Прямо у нас над головами пролетают снаряды наших дальнобойных пушек. Кажется, будто огонь открыли одновременно не менее ста орудий. Затем вперед стремительно выдвигаются наши танки и противотанковые орудия, которые начинают прямой наводкой бить по первым волнам вражеской атаки. У врага нет ни малейших шансов приблизиться к нашим позициям. Немецкие пулеметы останавливают группки советских солдат, сумевших в отдельных местах прорваться через линию обороны и намеревающихся обойти нас с флангов.

Вечером мы узнаем, что наши снаряды оснащены ударными взрывателями, увеличивающими их убойную силу. В результате враг несет огромные потери, и мы не можем не испытывать удовлетворения по этому поводу. Противник сам виноват, если пошел в наступление в праздничный день.

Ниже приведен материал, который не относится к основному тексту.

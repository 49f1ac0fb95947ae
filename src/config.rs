use std::time::Duration;

use ratatui::symbols::border;

/// Points granted for each food eaten.
pub const POINTS_PER_FOOD: u32 = 10;

/// Amount the base tick interval shrinks after each food, in milliseconds.
pub const SPEED_STEP_MS: u64 = 4;

/// Floor for the base tick interval in milliseconds.
pub const MIN_TICK_INTERVAL_MS: u64 = 60;

/// Multiplier applied to the base interval while the slow effect is active.
pub const SLOW_MULTIPLIER: f64 = 1.6;

/// Lifetime of an effect picked up from a power-up.
pub const EFFECT_DURATION: Duration = Duration::from_secs(6);

/// Chance of spawning a power-up after food is eaten (when none is active).
pub const POWER_UP_SPAWN_CHANCE: f64 = 0.25;

/// Length of a freshly spawned snake.
pub const INITIAL_SNAKE_LEN: usize = 3;

/// Upper bound for how long the frame loop blocks on input.
pub const FRAME_INTERVAL: Duration = Duration::from_millis(16);

/// Terminal columns used to draw one logical cell.
pub const CELL_WIDTH: u16 = 2;

/// Half-block border set: solid side faces the play area.
pub const BORDER_HALF_BLOCK: border::Set = border::Set {
    top_left: "▄",
    top_right: "▄",
    bottom_left: "▀",
    bottom_right: "▀",
    vertical_left: "█",
    vertical_right: "█",
    horizontal_top: "▄",
    horizontal_bottom: "▀",
};

pub const GLYPH_SNAKE_HEAD: &str = "██";
pub const GLYPH_SNAKE_BODY: &str = "▓▓";
pub const GLYPH_FOOD: &str = "()";
pub const GLYPH_POWER_UP_SLOW: &str = "<>";
pub const GLYPH_POWER_UP_GHOST: &str = "{}";
pub const GLYPH_GRID_DOT: &str = " ·";
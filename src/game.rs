use std::time::{Duration, Instant};

use rand::SeedableRng;
use rand::rngs::StdRng;

use crate::config::{
    EFFECT_DURATION, MIN_TICK_INTERVAL_MS, POINTS_PER_FOOD, SLOW_MULTIPLIER, SPEED_STEP_MS,
};
use crate::effects::{EffectKind, EffectLabel, Effects};
use crate::grid::{Cell, GridSize};
use crate::input::Direction;
use crate::scheduler::TickScheduler;
use crate::settings::Settings;
use crate::snake::Snake;
use crate::spawner::{PowerUp, roll_power_up, spawn_food, spawn_power_up};
use crate::theme::ThemeId;

/// Current high-level gameplay state.
#[derive(Debug, Clone, Copy, Eq, PartialEq)]
pub enum RunState {
    Ready,
    Running,
    Paused,
    GameOver,
    /// The snake filled the board and no food could be placed.
    Victory,
}

impl RunState {
    /// Status text shown to the player.
    #[must_use]
    pub fn label(self) -> &'static str {
        match self {
            Self::Ready => "Ready",
            Self::Running => "Running",
            Self::Paused => "Paused",
            Self::GameOver => "Game Over",
            Self::Victory => "Victory",
        }
    }

    /// Returns true for states that only a reset leaves.
    #[must_use]
    pub fn is_finished(self) -> bool {
        matches!(self, Self::GameOver | Self::Victory)
    }
}

/// Why the run ended.
#[derive(Debug, Clone, Copy, Eq, PartialEq)]
pub enum DeathReason {
    WallCollision,
    SelfCollision,
}

/// Final figures recorded when a run ends in a collision.
#[derive(Debug, Clone, Copy, Eq, PartialEq)]
pub struct GameOverSummary {
    pub final_score: u32,
    /// Best score as it stood when the run started.
    pub previous_best: u32,
    pub reason: DeathReason,
}

impl GameOverSummary {
    #[must_use]
    pub fn is_new_best(&self) -> bool {
        self.final_score > self.previous_best
    }
}

/// What happened during one call to [`GameSession::tick`].
#[derive(Debug, Clone, Copy, Eq, PartialEq)]
pub enum TickOutcome {
    /// The session was not running.
    Skipped,
    Advanced(TickReport),
    Collided(GameOverSummary),
    Cleared { new_best: Option<u32> },
}

/// Details of a tick in which the snake moved and survived.
#[derive(Debug, Clone, Copy, Default, Eq, PartialEq)]
pub struct TickReport {
    pub ate_food: bool,
    pub picked: Option<EffectKind>,
    /// Set when the score beat the best score; carries the new best.
    pub new_best: Option<u32>,
    /// The tick timer was re-armed with a different interval.
    pub rescheduled: bool,
}

/// Read-only view of the session for rendering.
#[derive(Debug, Clone, PartialEq)]
pub struct Snapshot {
    pub grid: GridSize,
    /// Head first.
    pub snake: Vec<Cell>,
    pub food: Cell,
    pub power_up: Option<PowerUp>,
    pub score: u32,
    pub best_score: u32,
    pub status: RunState,
    pub effects: Vec<EffectLabel>,
    pub theme: ThemeId,
    pub tick_interval: Duration,
    pub game_over: Option<GameOverSummary>,
}

/// Complete mutable game state for one session.
#[derive(Debug, Clone)]
pub struct GameSession {
    pub snake: Snake,
    pub food: Cell,
    pub power_up: Option<PowerUp>,
    pub score: u32,
    pub effects: Effects,
    best_score: u32,
    best_at_start: u32,
    base_interval: Duration,
    status: RunState,
    scheduler: TickScheduler,
    paused_at: Option<Instant>,
    game_over: Option<GameOverSummary>,
    tick_count: u64,
    settings: Settings,
    grid: GridSize,
    seed: Option<u64>,
    rng: StdRng,
}

impl GameSession {
    /// Creates a session with an entropy-seeded RNG.
    #[must_use]
    pub fn new(settings: Settings, best_score: u32) -> Self {
        Self::with_rng(settings, best_score, None, StdRng::from_entropy())
    }

    /// Creates a deterministic session for tests and reproducible runs.
    ///
    /// Every reset reseeds, so resets produce identical boards.
    #[must_use]
    pub fn new_with_seed(settings: Settings, best_score: u32, seed: u64) -> Self {
        Self::with_rng(settings, best_score, Some(seed), StdRng::seed_from_u64(seed))
    }

    fn with_rng(settings: Settings, best_score: u32, seed: Option<u64>, rng: StdRng) -> Self {
        let grid = settings.grid_size.grid();
        let snake = Snake::spawn(grid);
        let mut session = Self {
            food: snake.head(),
            snake,
            power_up: None,
            score: 0,
            effects: Effects::default(),
            best_score,
            best_at_start: best_score,
            base_interval: settings.speed.tick_interval(),
            status: RunState::Ready,
            scheduler: TickScheduler::default(),
            paused_at: None,
            game_over: None,
            tick_count: 0,
            settings,
            grid,
            seed,
            rng,
        };
        session.reset(settings);
        session
    }

    /// Reinitializes every entity from `settings` and returns to `Ready`.
    pub fn reset(&mut self, settings: Settings) {
        if let Some(seed) = self.seed {
            self.rng = StdRng::seed_from_u64(seed);
        }

        self.scheduler.cancel();
        self.settings = settings;
        self.grid = settings.grid_size.grid();
        self.snake = Snake::spawn(self.grid);
        self.power_up = None;
        self.food = spawn_food(&mut self.rng, self.grid, &self.snake, None)
            .expect("a fresh board always has free cells");
        self.score = 0;
        self.effects.clear();
        self.best_at_start = self.best_score;
        self.base_interval = settings.speed.tick_interval();
        self.status = RunState::Ready;
        self.paused_at = None;
        self.game_over = None;
        self.tick_count = 0;

        tracing::debug!(?settings, "session reset");
    }

    /// `Ready -> Running`. Returns whether the transition happened.
    pub fn start(&mut self, now: Instant) -> bool {
        if self.status != RunState::Ready {
            return false;
        }

        self.scheduler.cancel();
        self.status = RunState::Running;
        self.scheduler.schedule(self.effective_interval(now), now);
        tracing::info!(
            interval_ms = self.base_interval.as_millis() as u64,
            "run started"
        );
        true
    }

    /// `Running -> Paused`. Returns whether the transition happened.
    pub fn pause(&mut self, now: Instant) -> bool {
        if self.status != RunState::Running {
            return false;
        }

        self.scheduler.cancel();
        self.paused_at = Some(now);
        self.status = RunState::Paused;
        tracing::debug!("paused");
        true
    }

    /// `Paused -> Running`, keeping effect time left unchanged.
    pub fn resume(&mut self, now: Instant) -> bool {
        if self.status != RunState::Paused {
            return false;
        }

        if let Some(pause_start) = self.paused_at.take() {
            self.effects.shift_after_pause(pause_start, now);
        }
        self.status = RunState::Running;
        self.scheduler.schedule(self.effective_interval(now), now);
        tracing::debug!("resumed");
        true
    }

    /// Flips between `Running` and `Paused`; ignored in other states.
    pub fn toggle_pause(&mut self, now: Instant) -> bool {
        match self.status {
            RunState::Running => self.pause(now),
            RunState::Paused => self.resume(now),
            _ => false,
        }
    }

    /// Buffers a heading for the next tick. Returns whether it was accepted.
    pub fn steer(&mut self, direction: Direction) -> bool {
        match self.status {
            RunState::Ready | RunState::Running => self.snake.buffer_direction(direction),
            _ => false,
        }
    }

    /// Runs a tick if the scheduler says one is due.
    pub fn tick_if_due(&mut self, now: Instant) -> TickOutcome {
        if self.status != RunState::Running || !self.scheduler.fire_if_due(now) {
            return TickOutcome::Skipped;
        }
        self.tick(now)
    }

    /// Advances the simulation by one step.
    pub fn tick(&mut self, now: Instant) -> TickOutcome {
        if self.status != RunState::Running {
            return TickOutcome::Skipped;
        }

        self.tick_count += 1;
        self.snake.commit_direction();

        let next_head = self.snake.next_head();
        let will_grow = next_head == self.food;
        let picked = self.power_up.filter(|power_up| power_up.cell == next_head);

        if !next_head.is_within_bounds(self.grid) {
            return TickOutcome::Collided(self.end_run(DeathReason::WallCollision));
        }

        let ghost = self.effects.is_active(EffectKind::Ghost, now);
        if !ghost && self.snake.blocks(next_head, will_grow) {
            return TickOutcome::Collided(self.end_run(DeathReason::SelfCollision));
        }

        self.snake.advance(next_head, will_grow);

        let mut report = TickReport::default();

        if will_grow {
            report.ate_food = true;
            self.score += POINTS_PER_FOOD;
            if self.score > self.best_score {
                self.best_score = self.score;
                report.new_best = Some(self.score);
            }

            let Some(food) = self.place_food() else {
                self.scheduler.cancel();
                self.status = RunState::Victory;
                tracing::info!(score = self.score, "board cleared");
                return TickOutcome::Cleared {
                    new_best: report.new_best,
                };
            };
            self.food = food;

            if self.power_up.is_none() && roll_power_up(&mut self.rng) {
                self.power_up = spawn_power_up(&mut self.rng, self.grid, &self.snake, self.food);
            }

            self.speed_up();
        }

        if let Some(power_up) = picked {
            self.effects.activate(power_up.kind, now, EFFECT_DURATION);
            self.power_up = None;
            report.picked = Some(power_up.kind);
            tracing::debug!(kind = power_up.kind.label(), "power-up picked");
        }

        let effective = self.effective_interval(now);
        if self.scheduler.interval() != Some(effective) {
            self.scheduler.schedule(effective, now);
            report.rescheduled = true;
        }

        TickOutcome::Advanced(report)
    }

    /// Delay between ticks after applying the slow effect.
    #[must_use]
    pub fn effective_interval(&self, now: Instant) -> Duration {
        if !self.effects.is_active(EffectKind::Slow, now) {
            return self.base_interval;
        }

        let slowed = self.base_interval.as_millis() as f64 * SLOW_MULTIPLIER;
        Duration::from_millis(slowed.round() as u64)
    }

    /// Builds the read-only view handed to rendering.
    #[must_use]
    pub fn snapshot(&self, now: Instant) -> Snapshot {
        Snapshot {
            grid: self.grid,
            snake: self.snake.segments().copied().collect(),
            food: self.food,
            power_up: self.power_up,
            score: self.score,
            best_score: self.best_score,
            status: self.status,
            effects: self.effects.labels(now),
            theme: self.settings.theme,
            tick_interval: self.scheduler.interval().unwrap_or(self.base_interval),
            game_over: self.game_over,
        }
    }

    #[must_use]
    pub fn status(&self) -> RunState {
        self.status
    }

    #[must_use]
    pub fn best_score(&self) -> u32 {
        self.best_score
    }

    #[must_use]
    pub fn base_interval(&self) -> Duration {
        self.base_interval
    }

    #[cfg(test)]
    pub(crate) fn set_base_interval(&mut self, interval: Duration) {
        self.base_interval = interval;
    }

    #[must_use]
    pub fn scheduler(&self) -> &TickScheduler {
        &self.scheduler
    }

    #[must_use]
    pub fn game_over(&self) -> Option<GameOverSummary> {
        self.game_over
    }

    #[must_use]
    pub fn tick_count(&self) -> u64 {
        self.tick_count
    }

    #[must_use]
    pub fn grid(&self) -> GridSize {
        self.grid
    }

    fn end_run(&mut self, reason: DeathReason) -> GameOverSummary {
        self.scheduler.cancel();
        self.status = RunState::GameOver;

        let summary = GameOverSummary {
            final_score: self.score,
            previous_best: self.best_at_start,
            reason,
        };
        self.game_over = Some(summary);
        tracing::info!(score = self.score, ?reason, "game over");
        summary
    }

    /// New food cell; a power-up sitting on the last free cell gives way.
    fn place_food(&mut self) -> Option<Cell> {
        if let Some(cell) = spawn_food(&mut self.rng, self.grid, &self.snake, self.power_up) {
            return Some(cell);
        }

        let cell = spawn_food(&mut self.rng, self.grid, &self.snake, None)?;
        self.power_up = None;
        Some(cell)
    }

    fn speed_up(&mut self) {
        let floor = Duration::from_millis(MIN_TICK_INTERVAL_MS);
        self.base_interval = self
            .base_interval
            .saturating_sub(Duration::from_millis(SPEED_STEP_MS))
            .max(floor);
    }
}
use std::fmt;
use std::time::{Duration, Instant};

/// Timed effects granted by power-ups.
#[derive(Debug, Clone, Copy, Eq, PartialEq)]
pub enum EffectKind {
    /// Stretches the tick interval.
    Slow,
    /// Lets the head pass through the body. Walls still kill.
    Ghost,
}

impl EffectKind {
    pub const ALL: [Self; 2] = [Self::Slow, Self::Ghost];

    #[must_use]
    pub fn label(self) -> &'static str {
        match self {
            Self::Slow => "Slow",
            Self::Ghost => "Ghost",
        }
    }
}

/// Expiry timestamps for every effect.
#[derive(Debug, Clone, Copy, Default, Eq, PartialEq)]
pub struct Effects {
    slow_until: Option<Instant>,
    ghost_until: Option<Instant>,
}

impl Effects {
    /// Starts `kind` for `duration`, replacing whatever was left of it.
    pub fn activate(&mut self, kind: EffectKind, now: Instant, duration: Duration) {
        *self.slot_mut(kind) = Some(now + duration);
    }

    #[must_use]
    pub fn is_active(&self, kind: EffectKind, now: Instant) -> bool {
        self.slot(kind).is_some_and(|until| now < until)
    }

    /// Time left on `kind`, or `None` when it is not active.
    #[must_use]
    pub fn remaining(&self, kind: EffectKind, now: Instant) -> Option<Duration> {
        self.slot(kind)
            .filter(|until| now < *until)
            .map(|until| until - now)
    }

    /// Pushes still-running expiries back by the length of a pause.
    ///
    /// Effects that ran out before `pause_start` stay expired.
    pub fn shift_after_pause(&mut self, pause_start: Instant, pause_end: Instant) {
        let paused_for = pause_end.saturating_duration_since(pause_start);
        for kind in EffectKind::ALL {
            let slot = self.slot_mut(kind);
            if let Some(until) = slot.as_mut() {
                if *until > pause_start {
                    *until += paused_for;
                }
            }
        }
    }

    /// Labels for every active effect, in a fixed order.
    #[must_use]
    pub fn labels(&self, now: Instant) -> Vec<EffectLabel> {
        EffectKind::ALL
            .into_iter()
            .filter_map(|kind| {
                self.remaining(kind, now).map(|left| EffectLabel {
                    kind,
                    remaining_secs: left.as_millis().div_ceil(1000) as u64,
                })
            })
            .collect()
    }

    /// Drops every effect.
    pub fn clear(&mut self) {
        *self = Self::default();
    }

    fn slot(&self, kind: EffectKind) -> Option<Instant> {
        match kind {
            EffectKind::Slow => self.slow_until,
            EffectKind::Ghost => self.ghost_until,
        }
    }

    fn slot_mut(&mut self, kind: EffectKind) -> &mut Option<Instant> {
        match kind {
            EffectKind::Slow => &mut self.slow_until,
            EffectKind::Ghost => &mut self.ghost_until,
        }
    }
}

/// Display label for an active effect, e.g. `Ghost 3s`.
#[derive(Debug, Clone, Copy, Eq, PartialEq)]
pub struct EffectLabel {
    pub kind: EffectKind,
    pub remaining_secs: u64,
}

impl fmt::Display for EffectLabel {
    fn fmt(&self, f: &mut fmt::Formatter<'_>) -> fmt::Result {
        write!(f, "{} {}s", self.kind.label(), self.remaining_secs)
    }
}

#[cfg(test)]
mod tests {
    use std::time::{Duration, Instant};

    use super::{EffectKind, EffectLabel, Effects};

    const SECOND: Duration = Duration::from_secs(1);

    #[test]
    fn effect_is_active_until_expiry() {
        let start = Instant::now();
        let mut effects = Effects::default();

        effects.activate(EffectKind::Slow, start, 5 * SECOND);

        assert!(effects.is_active(EffectKind::Slow, start));
        assert!(effects.is_active(EffectKind::Slow, start + 4 * SECOND));
        assert!(!effects.is_active(EffectKind::Slow, start + 5 * SECOND));
        assert!(!effects.is_active(EffectKind::Ghost, start));
    }

    #[test]
    fn activation_overwrites_instead_of_stacking() {
        let start = Instant::now();
        let mut effects = Effects::default();

        effects.activate(EffectKind::Ghost, start, 5 * SECOND);
        effects.activate(EffectKind::Ghost, start + 4 * SECOND, 2 * SECOND);

        assert_eq!(
            effects.remaining(EffectKind::Ghost, start + 4 * SECOND),
            Some(2 * SECOND)
        );
    }

    #[test]
    fn pause_preserves_remaining_time() {
        let start = Instant::now();
        let mut effects = Effects::default();
        effects.activate(EffectKind::Slow, start, 6 * SECOND);

        let pause_start = start + 2 * SECOND;
        let remaining = effects.remaining(EffectKind::Slow, pause_start);
        let pause_end = pause_start + 30 * SECOND;
        effects.shift_after_pause(pause_start, pause_end);

        assert_eq!(effects.remaining(EffectKind::Slow, pause_end), remaining);
    }

    #[test]
    fn expired_effects_stay_expired_after_pause() {
        let start = Instant::now();
        let mut effects = Effects::default();
        effects.activate(EffectKind::Ghost, start, SECOND);

        let pause_start = start + 3 * SECOND;
        let pause_end = pause_start + 10 * SECOND;
        effects.shift_after_pause(pause_start, pause_end);

        assert!(!effects.is_active(EffectKind::Ghost, pause_end));
    }

    #[test]
    fn labels_round_remaining_seconds_up() {
        let start = Instant::now();
        let mut effects = Effects::default();
        effects.activate(EffectKind::Slow, start, Duration::from_millis(2_100));
        effects.activate(EffectKind::Ghost, start, 6 * SECOND);

        let labels = effects.labels(start);
        assert_eq!(
            labels,
            vec![
                EffectLabel {
                    kind: EffectKind::Slow,
                    remaining_secs: 3,
                },
                EffectLabel {
                    kind: EffectKind::Ghost,
                    remaining_secs: 6,
                },
            ]
        );
        assert_eq!(labels[0].to_string(), "Slow 3s");
    }
}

Во второй половине дня советские войска пытаются выбить нас с позиций новым огневым валом и наступлением пехоты. Вторая попытка оказывается столь же неэффективной, что и первая. Теперь мы знаем, что противник имел намерение уничтожить нас именно в день праздника - сами русские празднуют Рождество в начале января. Наши потери относительно низки, хотя несколько человек все-таки погибло. Мы узнаем, что советские войска потеряли на нашем участке передовой несколько танков "Т-34". Похоже, что они решили сделать передышку, во всяком случае, в следующие дни боев нет.